La Legge di Bilancio 2026 ha introdotto una novità destinata a far discutere: il comma 731 dell'articolo 1 della Legge 30 dicembre 2025 n. 199 disciplina le modalità di documentazione dell'atto unilaterale di rinuncia alla proprietà immobiliare che determina l'acquisto a favore dello Stato ex art. 827 del codice civile. E lo fa in modo tale da rendere, di fatto, quasi impossibile procedere con questo tipo di atto.
Una norma nata da una sentenza
La spinta all'emanazione di questa disposizione è arrivata dopo la sentenza della Corte di Cassazione a Sezioni Unite dell'11 agosto 2025 n. 23093, con cui i giudici avevano sancito la piena legittimità degli atti di rinuncia alla proprietà. Una vittoria per i proprietari che volevano liberarsi di immobili gravosi? Non proprio. Il legislatore ha infatti risposto con una norma che, pur non vietando formalmente la rinuncia, la sottopone a condizioni praticamente impossibili da soddisfare.
Cosa prevede concretamente la nuova disciplina?
La norma è chiara sulla sanzione - la nullità dell'atto - ma molto meno sulle modalità applicative. L'atto di rinuncia deve essere accompagnato dalla documentazione attestante la conformità del bene alla "vigente normativa, ivi compresa quella in materia urbanistica, ambientale e sismica". Il problema è che il legislatore non specifica quale sarebbe il documento idoneo ad attestare questa conformità, né chi avrebbe il potere di rilasciarlo. Nel nostro ordinamento, un documento così omnicomprensivo semplicemente non esiste.

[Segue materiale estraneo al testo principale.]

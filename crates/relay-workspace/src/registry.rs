//! Server and client workspace registries.

use std::collections::HashMap;
use std::sync::{Arc, RwLock};

use chrono::{DateTime, Utc};
use serde::{Deserialize, Serialize};
use tracing::info;

use crate::config::{Workspace, WorkspaceDef};
use crate::error::{WorkspaceError, WorkspaceResult};

/// Registry of server workspaces - the ones file operations target.
#[derive(Default)]
pub struct WorkspaceRegistry {
    inner: RwLock<HashMap<String, Arc<Workspace>>>,
}

impl WorkspaceRegistry {
    /// Empty registry.
    #[must_use]
    pub fn new() -> Self {
        Self::default()
    }

    /// Registry pre-populated from configuration.
    #[must_use]
    pub fn from_defs(defs: Vec<WorkspaceDef>) -> Self {
        let registry = Self::new();
        for def in defs {
            // Config validation already rejected duplicates.
            let _ = registry.register(def);
        }
        registry
    }

    /// Register a workspace. Fails on a duplicate id.
    ///
    /// # Errors
    ///
    /// [`WorkspaceError::Conflict`] when the id is taken.
    ///
    /// # Panics
    ///
    /// Panics if the registry lock is poisoned.
    pub fn register(&self, def: WorkspaceDef) -> WorkspaceResult<()> {
        let mut guard = self.inner.write().expect("workspace registry lock poisoned");
        if guard.contains_key(&def.id) {
            return Err(WorkspaceError::Conflict(format!(
                "workspace already registered: {}",
                def.id
            )));
        }
        info!(workspace = %def.id, root = %def.root.display(), "Registered workspace");
        guard.insert(def.id.clone(), Arc::new(Workspace::new(def)));
        Ok(())
    }

    /// Remove a workspace. Returns whether one was removed.
    ///
    /// # Panics
    ///
    /// Panics if the registry lock is poisoned.
    pub fn unregister(&self, id: &str) -> bool {
        self.inner
            .write()
            .expect("workspace registry lock poisoned")
            .remove(id)
            .is_some()
    }

    /// Fetch a workspace by id.
    ///
    /// # Errors
    ///
    /// [`WorkspaceError::UnknownWorkspace`].
    ///
    /// # Panics
    ///
    /// Panics if the registry lock is poisoned.
    pub fn get(&self, id: &str) -> WorkspaceResult<Arc<Workspace>> {
        self.inner
            .read()
            .expect("workspace registry lock poisoned")
            .get(id)
            .cloned()
            .ok_or_else(|| WorkspaceError::UnknownWorkspace(id.to_string()))
    }

    /// All registered definitions, sorted by id.
    ///
    /// # Panics
    ///
    /// Panics if the registry lock is poisoned.
    #[must_use]
    pub fn list(&self) -> Vec<WorkspaceDef> {
        let mut defs: Vec<WorkspaceDef> = self
            .inner
            .read()
            .expect("workspace registry lock poisoned")
            .values()
            .map(|ws| ws.def().clone())
            .collect();
        defs.sort_by(|a, b| a.id.cmp(&b.id));
        defs
    }
}

impl std::fmt::Debug for WorkspaceRegistry {
    fn fmt(&self, f: &mut std::fmt::Formatter<'_>) -> std::fmt::Result {
        f.debug_struct("WorkspaceRegistry").finish_non_exhaustive()
    }
}

/// A client-announced workspace root. Advisory metadata for tools; grants
/// no file access whatsoever.
#[derive(Debug, Clone, Serialize, Deserialize)]
#[serde(rename_all = "camelCase")]
pub struct ClientWorkspace {
    /// Client-chosen id.
    pub id: String,
    /// The root URI the client announced.
    pub uri: String,
    /// Display name.
    pub name: Option<String>,
    /// When the client announced it.
    pub announced_at: DateTime<Utc>,
}

/// Registry of client workspaces.
#[derive(Default)]
pub struct ClientWorkspaceRegistry {
    inner: RwLock<HashMap<String, ClientWorkspace>>,
}

impl ClientWorkspaceRegistry {
    /// Empty registry.
    #[must_use]
    pub fn new() -> Self {
        Self::default()
    }

    /// Announce (upsert) a client workspace.
    ///
    /// # Panics
    ///
    /// Panics if the registry lock is poisoned.
    pub fn announce(&self, id: impl Into<String>, uri: impl Into<String>, name: Option<String>) {
        let id = id.into();
        let entry = ClientWorkspace {
            id: id.clone(),
            uri: uri.into(),
            name,
            announced_at: Utc::now(),
        };
        self.inner
            .write()
            .expect("client workspace lock poisoned")
            .insert(id, entry);
    }

    /// Remove an announcement. Returns whether one was removed.
    ///
    /// # Panics
    ///
    /// Panics if the registry lock is poisoned.
    pub fn remove(&self, id: &str) -> bool {
        self.inner
            .write()
            .expect("client workspace lock poisoned")
            .remove(id)
            .is_some()
    }

    /// All announcements, sorted by id.
    ///
    /// # Panics
    ///
    /// Panics if the registry lock is poisoned.
    #[must_use]
    pub fn list(&self) -> Vec<ClientWorkspace> {
        let mut entries: Vec<ClientWorkspace> = self
            .inner
            .read()
            .expect("client workspace lock poisoned")
            .values()
            .cloned()
            .collect();
        entries.sort_by(|a, b| a.id.cmp(&b.id));
        entries
    }
}

impl std::fmt::Debug for ClientWorkspaceRegistry {
    fn fmt(&self, f: &mut std::fmt::Formatter<'_>) -> std::fmt::Result {
        f.debug_struct("ClientWorkspaceRegistry").finish_non_exhaustive()
    }
}

#[cfg(test)]
mod tests {
    use super::*;

    fn def(id: &str) -> WorkspaceDef {
        WorkspaceDef {
            id: id.to_string(),
            root: std::env::temp_dir(),
            ..WorkspaceDef::default()
        }
    }

    #[test]
    fn test_register_get_unregister() {
        let registry = WorkspaceRegistry::new();
        registry.register(def("docs")).unwrap();

        assert_eq!(registry.get("docs").unwrap().def().id, "docs");
        assert!(matches!(
            registry.get("nope").unwrap_err(),
            WorkspaceError::UnknownWorkspace(_)
        ));

        assert!(registry.unregister("docs"));
        assert!(!registry.unregister("docs"));
    }

    #[test]
    fn test_duplicate_registration_conflicts() {
        let registry = WorkspaceRegistry::new();
        registry.register(def("docs")).unwrap();
        assert!(matches!(
            registry.register(def("docs")).unwrap_err(),
            WorkspaceError::Conflict(_)
        ));
    }

    #[test]
    fn test_client_registry_is_metadata_only() {
        let registry = ClientWorkspaceRegistry::new();
        registry.announce("proj", "file:///home/user/proj", Some("Project".to_string()));
        registry.announce("proj", "file:///home/user/proj2", None);

        let entries = registry.list();
        assert_eq!(entries.len(), 1);
        // Upsert took the newer announcement.
        assert_eq!(entries[0].uri, "file:///home/user/proj2");

        assert!(registry.remove("proj"));
        assert!(registry.list().is_empty());
    }
}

Le criticità sono molteplici
Come evidenziato sia dal dott. Mauro Leo su CNN Notizie (n. 5 del 12 gennaio 2026) che dal Notaio Angelo Busani Il Sole 24 Ore, la norma si presenta indeterminata e di difficile applicazione. Il riferimento alla "vigente normativa" non si limita agli aspetti urbanistici, ambientali e sismici esplicitamente menzionati, ma si estende a qualsiasi norma che regoli un qualsiasi aspetto del bene, anche marginale: dalle norme catastali a quelle sugli impianti, forse persino alle disposizioni civilistiche su vizi e mancanza di qualità.
Questo spiega perché diventa impraticabile anche la rinuncia alla proprietà di semplici terreni agricoli, che a prima vista potrebbe sembrare meno problematica rispetto a edifici o ex siti industriali. E c'è un ulteriore dubbio interpretativo: la conformità deve essere attestata rispetto alla normativa vigente al momento dell'atto di rinuncia o a quella vigente all'epoca di costruzione del manufatto? Un edificio costruito in perfetta regola decenni fa potrebbe non essere più conforme alle norme attuali, ben più stringenti.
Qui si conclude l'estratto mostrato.